На дороге показался какой-то углекоп, направлявшийся к Рекильяру. Этьен пошел вместе с ним, и когда они проходили мимо изгороди, Жанлен услышал, что они говорят о сходке в лесу: ее отложили до завтра, так как боялись, что не успеют за один день оповестить все рабочие поселки.
- Вон оно что! - шепнул Жанлен двум своим подручным. - Завтра большое дело заварится. Надо туда пробраться. Верно? Под вечер сбегаем.
Как только дорога оказалась свободной, он погнал Бебера на промысел:
- Не робей! Дергай за хвост. Только осторожнее, - как бы старуха палкой не съездила.
На их счастье, совсем стемнело. Бебер, подпрыгнув, ухватился за треску, бечевка лопнула, и мальчишка помчался, размахивая рыбой, болтавшейся за его спиной на бечевке, как бумажный змей. Вслед за ним бежали во весь опор двое других. Удивленная лавочница вышла из своего ларька, не понимая, что стряслось, ее старческие подслеповатые глаза не различали в сумраке убегавшую стаю.
Эти воришки в конце концов стали бичом всей округи. Мало-помалу они завладели ею как орда дикарей. Сперва они ограничились площадкой Ворейской шахты, возились на куче угля, слезали оттуда перемазанные, черные, как негры, играли в прятки между штабелями крепежного леса, теряясь в проходах, как в девственном лесу. Затем они взяли приступом террикон, скатывались с него по голому откосу, еще горячему от внутреннего пожара, или же забирались в кусты, покрывавшие старую часть отвала, и, юркнув в их чащу, как шаловливые мышата, часами сидели там тихонько, занявшись спокойными играми. С каждым днем они расширяли свои завоевания, забирались на склад кирпича, дрались там до крови, бегали по лугам и ели без хлеба всякие травы с сочными стеблями, копошились в тине у берегов канала, ловили рыбешек и поедали их сырыми; затем стали совершать дальние путешествия, за несколько километров, - в Вандамский лес, наедались там летом земляникой, а под осень - орехами и черникой.

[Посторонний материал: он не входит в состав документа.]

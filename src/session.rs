use crate::script::TamilLayout;

/// The classification assigned to the previous keystroke.
///
/// The transducers are driven by this classification: the same key means
/// different things after a first consonant, after a vowel sign, or at the
/// start of a fresh sequence.
#[derive(Clone, Copy, Debug, Default, PartialEq, Eq)]
pub enum KeyClass {
    /// No composition in progress; the next key starts a fresh sequence.
    #[default]
    Fresh,
    /// The first vowel key of an independent-vowel sequence.
    FirstVowel,
    /// The second vowel key of an independent-vowel sequence.
    SecondVowel,
    /// The third vowel key of an independent-vowel sequence.
    ThirdVowel,
    /// The first vowel key applied to a consonant (a dependent sign).
    FirstVowelSign,
    /// The second vowel key applied to a consonant.
    SecondVowelSign,
    /// The third vowel key applied to a consonant.
    ThirdVowelSign,
    /// The first consonant key of a cluster.
    FirstConsonant,
    /// The second consonant key of a cluster.
    SecondConsonant,
    /// The third consonant key of a cluster.
    ThirdConsonant,
    /// A modifier was typed that waits for its base (typewriter layouts).
    DeadKey,
    /// A left-half vowel sign was typed ahead of its base (WYTIWYG layouts).
    LeftHalfVowel,
    /// A precomposed u/uu-modified consonant key (WYTIWYG layouts).
    PrecomposedConsonant,
    /// The previous key was whitespace.
    WhiteSpace,
    /// The previous key completed a character outside any matrix.
    CharacterEnd,
    /// The previous key produced a non-Indic character (digit, danda, …).
    NonIndic,
}

/// The broad class of the last emitted base character.
#[derive(Clone, Copy, Debug, Default, PartialEq, Eq)]
pub enum CharClass {
    /// Not an Indic character.
    #[default]
    NonIndic,
    /// A consonant base.
    Consonant,
    /// A vowel.
    Vowel,
}

/// The composition state of one independent keystream.
///
/// Exactly one `Session` exists per engine instance. It is mutated only by
/// key translation and by the explicit reset operations; nothing in it is
/// shared between engines.
#[derive(Clone, Debug)]
pub struct Session {
    /// The previous keystroke, raw. `'\0'` when there is none.
    pub prev_key: char,
    /// The classification assigned to `prev_key` by the transducer.
    pub prev_key_class: KeyClass,
    /// The class of the last emitted base character.
    pub prev_char_class: CharClass,
    /// First vowel key of the current run, for three-key vowel sequences.
    pub first_vowel_key: char,
    /// First consonant key of the current run, for three-key clusters.
    pub first_conso_key: char,
    /// The base character currently being modified. `'\0'` when none.
    pub current_base_char: char,
    /// One code point to the left of the cursor, supplied by the host.
    pub context_before: char,
    /// Canonical vowel identifier of the current run (a column letter).
    pub vowel_char: char,
    /// Canonical consonant identifier of the last composed base (a row
    /// letter).
    pub last_conso_char: char,
    /// A buffered left-half vowel sign awaiting its base consonant.
    pub wytiwyg_left_half: char,
    /// Whether Tamil99 auto-pulli is active.
    pub auto_pulli: bool,
    /// One-shot marker: the edit just emitted already carried a retroactive
    /// pulli for the previous consonant.
    pub t99_pulli_handled: bool,
    /// The active Tamil layout. Ignored for every other script.
    pub layout: TamilLayout,
}

impl Session {
    pub(crate) fn new(layout: TamilLayout) -> Self {
        Session {
            prev_key: '\0',
            prev_key_class: KeyClass::Fresh,
            prev_char_class: CharClass::NonIndic,
            first_vowel_key: '\0',
            first_conso_key: '\0',
            current_base_char: '\0',
            context_before: '\0',
            vowel_char: '\0',
            last_conso_char: '\0',
            wytiwyg_left_half: '\0',
            auto_pulli: true,
            t99_pulli_handled: false,
            layout,
        }
    }

    /// Clears all composition state, keeping the layout and mode flags.
    pub(crate) fn reset(&mut self) {
        self.prev_key = '\0';
        self.prev_key_class = KeyClass::Fresh;
        self.prev_char_class = CharClass::NonIndic;
        self.first_vowel_key = '\0';
        self.first_conso_key = '\0';
        self.current_base_char = '\0';
        self.context_before = '\0';
        self.vowel_char = '\0';
        self.last_conso_char = '\0';
        self.wytiwyg_left_half = '\0';
        self.t99_pulli_handled = false;
    }
}

#[cfg(test)]
mod tests {
    use super::*;

    #[test]
    fn reset_keeps_layout_and_mode() {
        let mut s = Session::new(TamilLayout::Tamil99);
        s.auto_pulli = false;
        s.prev_key = 'k';
        s.prev_key_class = KeyClass::FirstConsonant;
        s.wytiwyg_left_half = '\u{0BC6}';
        s.reset();
        assert_eq!(s.layout, TamilLayout::Tamil99);
        assert!(!s.auto_pulli);
        assert_eq!(s.prev_key, '\0');
        assert_eq!(s.prev_key_class, KeyClass::Fresh);
        assert_eq!(s.wytiwyg_left_half, '\0');
    }
}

Вскоре они стали хозяйничать на всей огромной равнине.
Чаще всего они сновали по дорогам между Монсу и Маршьеном и, оглядывая все жадным взглядом, как голодные волчата, искали, что бы им стащить, все больше смелея в мародерских набегах. Атаманом по-прежнему оставался Жанлен, направлявший своих подначальных на поиски добычи: они опустошали луковые плантации, залезали в сады и огороды, воровали товары, выставленные у дверей лавок. Они действовали во всех окрестностях, а там обвиняли в хищениях забастовщиков, уверяли, что это орудует хорошо организованная шайка.
Однажды Жанлен даже заставил Лидию обворовать мачеху, и девчонка утащила у нее дюжины две палочек ячменного сахара из стеклянной банки, которая стояла на одной из полок в окне, служившем жене Пьерона витриной; Мачеха избила ее, но девочка не выдала Жанлена - она трепетала перед ним. Обиднее всего было то, что при дележе он всегда брал себе львиную долю. Бебер тоже обязан был приносить ему все, что удавалось украсть, и почитал себя счастливым, если атаман не отнимал у него всю добычу целиком, наградив его вдобавок затрещинами.
С некоторого времени Жанлен стал злоупотреблять своей властью. Он колотил Лидию, как будто она была его женой, а Бебера, пользуясь его доверчивостью, втягивал во всякие неприятные приключения, обращая его в осла, на которого сыплются удары, и потешался над ним, хотя рослый крепыш Бебер был куда сильнее его и мог бы свалить его одним ударом кулака. Жанлен презирал их обоих, довел их до рабской покорности, рассказывал им всякие небылицы, уверил их, что у него есть возлюбленная - прекрасная принцесса, которой они недостойны показаться. И действительно, за последние дни случалось, что он вдруг исчезал на углу улицы, на повороте тропинки или еще где-нибудь, с тройным видом приказав им немедленно возвращаться в поселок. Предварительно он всегда отбирал у них наворованное.